Look through the entries below and show every line containing the word "miette".
=== Input records ===
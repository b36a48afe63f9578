//! CLI error types with miette diagnostics.
//!
//! Maps `CoreError` and `ConfigError` into user-facing errors with
//! actionable help text and a process exit code.

use miette::Diagnostic;
use thiserror::Error;

use siac_config::ConfigError;
use siac_core::CoreError;

pub mod exit_code {
    pub const GENERAL: i32 = 1;
    pub const USAGE: i32 = 2;
    pub const AUTH: i32 = 3;
    pub const NOT_FOUND: i32 = 4;
    pub const CONFLICT: i32 = 6;
    pub const CONNECTION: i32 = 7;
    pub const TIMEOUT: i32 = 8;
}

#[derive(Debug, Error, Diagnostic)]
pub enum CliError {
    // ── Connection ───────────────────────────────────────────────────

    #[error("Could not connect to backend at {url}")]
    #[diagnostic(
        code(siac::connection_failed),
        help(
            "Check that the backend is running and reachable.\n\
             Reason: {reason}"
        )
    )]
    ConnectionFailed { url: String, reason: String },

    #[error("Request timed out after {seconds}s")]
    #[diagnostic(
        code(siac::timeout),
        help("Increase the timeout with --timeout or check backend responsiveness.")
    )]
    Timeout { seconds: u64 },

    // ── Authentication ───────────────────────────────────────────────

    #[error("Authentication failed: {message}")]
    #[diagnostic(
        code(siac::auth_failed),
        help(
            "Log in again with: siac login --profile {profile}\n\
             Or set SIAC_TOKEN to a valid bearer token."
        )
    )]
    AuthFailed { profile: String, message: String },

    // ── Resources ────────────────────────────────────────────────────

    #[error("{resource_type} '{identifier}' not found")]
    #[diagnostic(
        code(siac::not_found),
        help("Run: siac {list_command} to see available {resource_type}s")
    )]
    NotFound {
        resource_type: String,
        identifier: String,
        list_command: String,
    },

    #[error("Could not refresh {resource}: {message}")]
    #[diagnostic(code(siac::fetch_failed))]
    FetchFailed { resource: String, message: String },

    // ── Actions ──────────────────────────────────────────────────────

    #[error("Change to {target} was rejected: {message}")]
    #[diagnostic(
        code(siac::action_failed),
        help("Nothing was changed. Fix the cause and run the command again.")
    )]
    ActionFailed { target: String, message: String },

    #[error("Another change to {target} is still in flight")]
    #[diagnostic(code(siac::action_pending), help("Wait for it to finish and retry."))]
    ActionPending { target: String },

    // ── API ──────────────────────────────────────────────────────────

    #[error("API error ({code}): {message}")]
    #[diagnostic(code(siac::api_error))]
    ApiError { code: String, message: String },

    // ── Validation ───────────────────────────────────────────────────

    #[error("Invalid value for {field}: {reason}")]
    #[diagnostic(code(siac::validation))]
    Validation { field: String, reason: String },

    // ── Configuration ────────────────────────────────────────────────

    #[error("Profile '{name}' not found in configuration")]
    #[diagnostic(
        code(siac::profile_not_found),
        help(
            "Available profiles: {available}\n\
             Create one with: siac config init --name {name} --api-url <URL>"
        )
    )]
    ProfileNotFound { name: String, available: String },

    #[error("No backend configured")]
    #[diagnostic(
        code(siac::no_config),
        help(
            "Create a profile with: siac config init --api-url <URL>\n\
             Or pass --api-url. Config file: {path}"
        )
    )]
    NoConfig { path: String },

    #[error("Configuration error: {message}")]
    #[diagnostic(code(siac::config))]
    Config { message: String },

    // ── Interactive ──────────────────────────────────────────────────

    #[error("Destructive operation '{action}' requires confirmation")]
    #[diagnostic(
        code(siac::confirmation_required),
        help("Use --yes (-y) to skip confirmation in non-interactive contexts.")
    )]
    NonInteractiveRequiresYes { action: String },

    // ── IO / Serialization ───────────────────────────────────────────

    #[error(transparent)]
    Io(#[from] std::io::Error),

    #[error("Failed to encode output: {0}")]
    #[diagnostic(code(siac::json))]
    Json(#[from] serde_json::Error),
}

impl CliError {
    /// Map this error to an exit code for process termination.
    pub fn exit_code(&self) -> i32 {
        match self {
            Self::ConnectionFailed { .. } => exit_code::CONNECTION,
            Self::AuthFailed { .. } => exit_code::AUTH,
            Self::NotFound { .. } => exit_code::NOT_FOUND,
            Self::ActionPending { .. } => exit_code::CONFLICT,
            Self::Timeout { .. } => exit_code::TIMEOUT,
            Self::Validation { .. }
            | Self::NonInteractiveRequiresYes { .. }
            | Self::ProfileNotFound { .. }
            | Self::NoConfig { .. } => exit_code::USAGE,
            _ => exit_code::GENERAL,
        }
    }

    /// Attach the active profile name to authentication failures.
    pub fn for_profile(self, name: &str) -> Self {
        match self {
            Self::AuthFailed { message, .. } => Self::AuthFailed {
                profile: name.into(),
                message,
            },
            other => other,
        }
    }
}

// ── CoreError → CliError mapping ─────────────────────────────────────

impl From<CoreError> for CliError {
    fn from(err: CoreError) -> Self {
        match err {
            CoreError::ConnectionFailed { url, reason } => CliError::ConnectionFailed { url, reason },

            CoreError::AuthenticationFailed { message } => CliError::AuthFailed {
                profile: "default".into(),
                message,
            },

            CoreError::Timeout { timeout_secs } => CliError::Timeout {
                seconds: timeout_secs,
            },

            CoreError::NotFound {
                entity_type,
                identifier,
            } => CliError::NotFound {
                list_command: format!("{entity_type} list"),
                resource_type: entity_type.trim_end_matches('s').to_owned(),
                identifier,
            },

            CoreError::Fetch { resource, message } => CliError::FetchFailed { resource, message },

            CoreError::ActionFailed { target, message } => CliError::ActionFailed {
                target: target.to_string(),
                message,
            },

            CoreError::ActionPending { target } => CliError::ActionPending {
                target: target.to_string(),
            },

            CoreError::Api { message, status } => CliError::ApiError {
                code: status.map_or_else(|| "-".into(), |s| s.to_string()),
                message,
            },

            CoreError::Config { message } => CliError::Config { message },

            CoreError::Internal(message) => CliError::ApiError {
                code: "internal".into(),
                message,
            },
        }
    }
}

impl From<siac_api::Error> for CliError {
    fn from(err: siac_api::Error) -> Self {
        CoreError::from(err).into()
    }
}

// ── ConfigError → CliError mapping ───────────────────────────────────

impl From<ConfigError> for CliError {
    fn from(err: ConfigError) -> Self {
        match err {
            ConfigError::Validation { field, reason } => CliError::Validation { field, reason },
            ConfigError::NoProfile { profile } => CliError::ProfileNotFound {
                name: profile,
                available: "(none)".into(),
            },
            ConfigError::Io(e) => CliError::Io(e),
            other => CliError::Config {
                message: other.to_string(),
            },
        }
    }
}

#[cfg(test)]
#[allow(clippy::unwrap_used)]
mod tests {
    use super::*;
    use siac_core::{EntityKind, EntityRef};

    #[test]
    fn not_found_names_the_list_command() {
        let err = CliError::from(CoreError::NotFound {
            entity_type: "devices".into(),
            identifier: "esp32-9".into(),
        });
        assert_eq!(err.exit_code(), exit_code::NOT_FOUND);
        let CliError::NotFound {
            resource_type,
            list_command,
            ..
        } = err
        else {
            panic!("expected NotFound");
        };
        assert_eq!(resource_type, "device");
        assert_eq!(list_command, "devices list");
    }

    #[test]
    fn pending_action_is_a_conflict() {
        let err = CliError::from(CoreError::ActionPending {
            target: EntityRef::new(EntityKind::Alert, "17"),
        });
        assert_eq!(err.exit_code(), exit_code::CONFLICT);
    }

    #[test]
    fn auth_failure_carries_profile() {
        let err = CliError::from(CoreError::AuthenticationFailed {
            message: "expired".into(),
        })
        .for_profile("lab");
        assert!(matches!(err, CliError::AuthFailed { ref profile, .. } if profile == "lab"));
        assert_eq!(err.exit_code(), exit_code::AUTH);
    }
}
===
### Response box
//! CLI error types with miette diagnostics.
use miette::Diagnostic;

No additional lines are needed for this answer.